While this has been fixed, I realized that I overlooked another
similar problem; try running vipw, suspend it with ctrl-Z and
continue with `fg'; the shell immediately reports that vipw has been
suspended(processes are marked as `TL' by ps command); another `fg'
seems to continue it, but vi(or whatever editor invoked by vipw)
doesn't handle the screen properly, even though it's responding to
the keystrokes.
Attached is a small code fragment that demonstrates the problem.
BTW, it behaves differently on -CURRENT and 1.2.6-RELEASE;
on -CURRENT, waitpid() returns after `fg' command followed by a ctrl-Z,
while on 1.2.6-RELEASE it never returns when suspended or continued.
Without WUNTRACED flag, the code seems to work the same way on both
versions of the OS.
Too bad I couldn't find it before the new release.

a.c Magnifier (977 Bytes) qhwt+dfly, 12/27/2005 12:32 AM

History

#1 Updated by dillon over 8 years ago

:While this has been fixed, I realized that I overlooked another
:similar problem; try running vipw, suspend it with ctrl-Z and
:continue with `fg'; the shell immediately reports that vipw has been
:suspended(processes are marked as `TL' by ps command); another `fg'
:seems to continue it, but vi(or whatever editor invoked by vipw)
:doesn't handle the screen properly, even though it's responding to
:the keystrokes.
:Attached is a small code fragment that demonstrates the problem.
:BTW, it behaves differently on -CURRENT and 1.2.6-RELEASE;
:on -CURRENT, waitpid() returns after `fg' command followed by a ctrl-Z,
:while on 1.2.6-RELEASE it never returns when suspended or continued.
:Without WUNTRACED flag, the code seems to work the same way on both
:versions of the OS.
:Too bad I couldn't find it before the new release.

We haven't released yet! I can reproduce the same problem so I'll
track it down and get it fixed before the release.

-Matt
Matthew Dillon
<>

#2 Updated by qhwt+dfly over 8 years ago

On Mon, Dec 26, 2005 at 11:16:10AM -0800, Matthew Dillon wrote:
>
> :While this has been fixed, I realized that I overlooked another
> :similar problem; try running vipw, suspend it with ctrl-Z and
> :continue with `fg'; the shell immediately reports that vipw has been
> :suspended(processes are marked as `TL' by ps command); another `fg'
> :seems to continue it, but vi(or whatever editor invoked by vipw)
> :doesn't handle the screen properly, even though it's responding to
> :the keystrokes.
> :Attached is a small code fragment that demonstrates the problem.
> :BTW, it behaves differently on -CURRENT and 1.2.6-RELEASE;
> :on -CURRENT, waitpid() returns after `fg' command followed by a ctrl-Z,
> :while on 1.2.6-RELEASE it never returns when suspended or continued.
> :Without WUNTRACED flag, the code seems to work the same way on both
> :versions of the OS.
> :Too bad I couldn't find it before the new release.
>
> We haven't released yet! I can reproduce the same problem so I'll
> track it down and get it fixed before the release.

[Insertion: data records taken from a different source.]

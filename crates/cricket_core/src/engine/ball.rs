//! Ball event processing.
//!
//! One delivery is one atomic transition: score, rotation and statistics are
//! updated together and exactly one feed entry describes the ball. An over
//! summary entry follows when the delivery completes an over.

use chrono::{DateTime, Utc};

use super::state::MatchState;
use crate::error::{Result, ScoringError};
use crate::models::{BallOutcome, FeedEntry, PlayerId, BALLS_PER_OVER};

impl MatchState {
    /// Record a delivery stamped with the current time.
    pub fn record_ball(&mut self, outcome: BallOutcome) -> Result<FeedEntry> {
        self.record_ball_at(outcome, Utc::now())
    }

    /// Record a delivery with an explicit timestamp (deterministic replay).
    ///
    /// Either the ball and every transition it triggers are applied, or the
    /// call is rejected with the state untouched. The ball that reaches the
    /// overs limit also closes the innings, or completes the match in the
    /// second innings.
    pub fn record_ball_at(&mut self, outcome: BallOutcome, at: DateTime<Utc>) -> Result<FeedEntry> {
        self.ensure_not_completed()?;
        outcome.validate()?;

        let (striker, non_striker, bowler) = match self.ball_participants() {
            Ok(participants) => participants,
            Err(err) => {
                tracing::warn!(outcome = %outcome.label(), error = %err, "ball rejected");
                return Err(err);
            }
        };

        let entry = self.apply_ball(&outcome, striker, non_striker, bowler, at);

        if outcome.is_legal() {
            self.check_over_boundary(at);
            self.check_innings_boundary(at);
        }
        Ok(entry)
    }

    fn ball_participants(&self) -> Result<(PlayerId, PlayerId, PlayerId)> {
        if !self.over_in_progress {
            return Err(ScoringError::Sequence(
                "no over in progress; select the bowler for the next over first".to_string(),
            ));
        }

        match (&self.striker, &self.non_striker, &self.current_bowler) {
            (Some(s), Some(n), Some(b)) => Ok((s.clone(), n.clone(), b.clone())),
            (None, _, _) => Err(ScoringError::Precondition("striker not set".to_string())),
            (_, None, _) => Err(ScoringError::Precondition("non-striker not set".to_string())),
            (_, _, None) => Err(ScoringError::Precondition("bowler not set".to_string())),
        }
    }

    fn apply_ball(
        &mut self,
        outcome: &BallOutcome,
        striker: PlayerId,
        non_striker: PlayerId,
        bowler: PlayerId,
        at: DateTime<Utc>,
    ) -> FeedEntry {
        let balls_before = self.current_score().legal_balls;
        let mut aftermath = String::new();

        self.stats.batter_mut(&striker);
        self.stats.batter_mut(&non_striker);
        self.stats.bowler_mut(&bowler);

        match outcome {
            BallOutcome::Runs { runs } => {
                let runs = *runs as u32;
                let batter = self.stats.batter_mut(&striker);
                batter.runs += runs;
                batter.balls_faced += 1;
                count_boundary(batter, runs);
                let figures = self.stats.bowler_mut(&bowler);
                figures.balls_bowled += 1;
                figures.runs_conceded += runs;
            }
            BallOutcome::Wicket { dismissal } => {
                let how_out = if dismissal.trim().is_empty() {
                    format!("b {}", bowler)
                } else {
                    dismissal.trim().to_string()
                };
                let batter = self.stats.batter_mut(&striker);
                batter.balls_faced += 1;
                batter.dismissal = Some(how_out);
                let figures = self.stats.bowler_mut(&bowler);
                figures.balls_bowled += 1;
                figures.wickets += 1;

                self.score.get_mut(self.batting_team).wickets += 1;
                self.dismissed.push(striker.clone());
                aftermath = match self.replace_dismissed_striker() {
                    Some(incoming) => format!("; {} comes in", incoming),
                    None => "; no batter remaining".to_string(),
                };
            }
            BallOutcome::Wide { .. } => {
                self.stats.bowler_mut(&bowler).runs_conceded += outcome.team_runs();
            }
            BallOutcome::NoBall { runs_off_bat } => {
                let runs = *runs_off_bat as u32;
                self.stats.bowler_mut(&bowler).runs_conceded += outcome.team_runs();
                let batter = self.stats.batter_mut(&striker);
                batter.runs += runs;
                count_boundary(batter, runs);
            }
            BallOutcome::LegBye { .. } | BallOutcome::Bye { .. } => {
                self.stats.batter_mut(&striker).balls_faced += 1;
                self.stats.bowler_mut(&bowler).balls_bowled += 1;
            }
        }

        let score = self.score.get_mut(self.batting_team);
        score.runs += outcome.team_runs();
        if outcome.is_legal() {
            score.legal_balls += 1;
        }

        let is_wicket = matches!(outcome, BallOutcome::Wicket { .. });
        if !is_wicket && outcome.run_component() % 2 == 1 {
            self.swap_strike();
        }

        let entry = FeedEntry {
            timestamp: at,
            over_number: balls_before / BALLS_PER_OVER,
            ball_in_over: balls_before % BALLS_PER_OVER + 1,
            tag: outcome.tag(),
            description: format!(
                "{} — {} vs {}: {}{}",
                outcome.label(),
                striker,
                bowler,
                outcome.highlight(),
                aftermath
            ),
        };
        self.feed.push_front(entry.clone());

        tracing::debug!(
            ball = %entry.ball_label(),
            outcome = %outcome.label(),
            %striker,
            %bowler,
            runs = outcome.team_runs(),
            total = %self.current_score().display(),
            "ball recorded"
        );
        entry
    }
}

fn count_boundary(batter: &mut crate::models::BatterStats, runs: u32) {
    match runs {
        4 => batter.fours += 1,
        6 => batter.sixes += 1,
        _ => {}
    }
}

Oops, I was supposed to say `before branching.' Anyway, I'll play with
signal a bit more but hopefully this is the last one.
By the way, here's the code I forgot attaching in the previous message.
It behaves consistently on Linux, FreeBSD, and NetBSD boxes around me,
but differently on the recent DragonFly.

#3 Updated by qhwt+dfly over 8 years ago

*blush*

#4 Updated by dillon over 8 years ago

:Content-Type: text/plain; charset=us-ascii
:Content-Disposition: attachment; filename="a.c"
:...

I think it's the same issue. The ^Z effects all processes in
the process group. waitpid in the parent tries to return the
stopped state of the child, but the parent itself is stopped
and the status is not returned until you 'fg'. This starts
both parent and child, but then the parent processes the
return from the waitpid and stops itself again.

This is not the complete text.